We have been discussing learning, specifically teaching the skills involved in problem solving: understand the problem, make a guess how to solve, try it, check the efficacy, decide whether solved or keep trying or give up. One idea thrown out was that there was a culture us-vs-them and that our culture made problem solving possible where as another culture did not. Another idea was that in order to problem solve one has to be able to find causes. A third was that someone taught us how to problem solve so someone needs to teach them.
This made me realize problem solving is similar to process flows in that have conditional logic.
- Case: make a guess how to solve.
- Exec: try it.
- Test: check the efficacy.
- Loop: decide whether solved or keep trying or give up.
The key piece really is someone who writes code reaches a point where letters, numbers, and symbols mean anticipated behavior. They know what it should do to solve the problem. Then when the code does not do it, they use problem-solving to fix it so it will.

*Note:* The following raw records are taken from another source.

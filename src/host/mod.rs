//! Host transport between the launcher and the privileged browser side.

pub mod channel;
pub mod contract;
pub mod handler;
pub mod snapshot;
pub mod stdio;

pub use channel::{HostClient, HostServer, host_channel};
pub use handler::{BookmarkNode, PlatformHandler, RequestHandler};
pub use snapshot::{PlatformAction, Snapshot, SnapshotPlatform};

So… To solve a problem, I may write code with conditional logic similar to problem-solving with problem solving to make it work. Even when I am writing this blog post, I am thinking about problems with it, how I can improve it, trying different ways to express it, and deciding whether it is okay. Think that seals it: Problem solving is a culture in which we are completely mired. Those trying to participate without thinking this way will have a hard time being relevant. Er… Useful. Er… Helpful.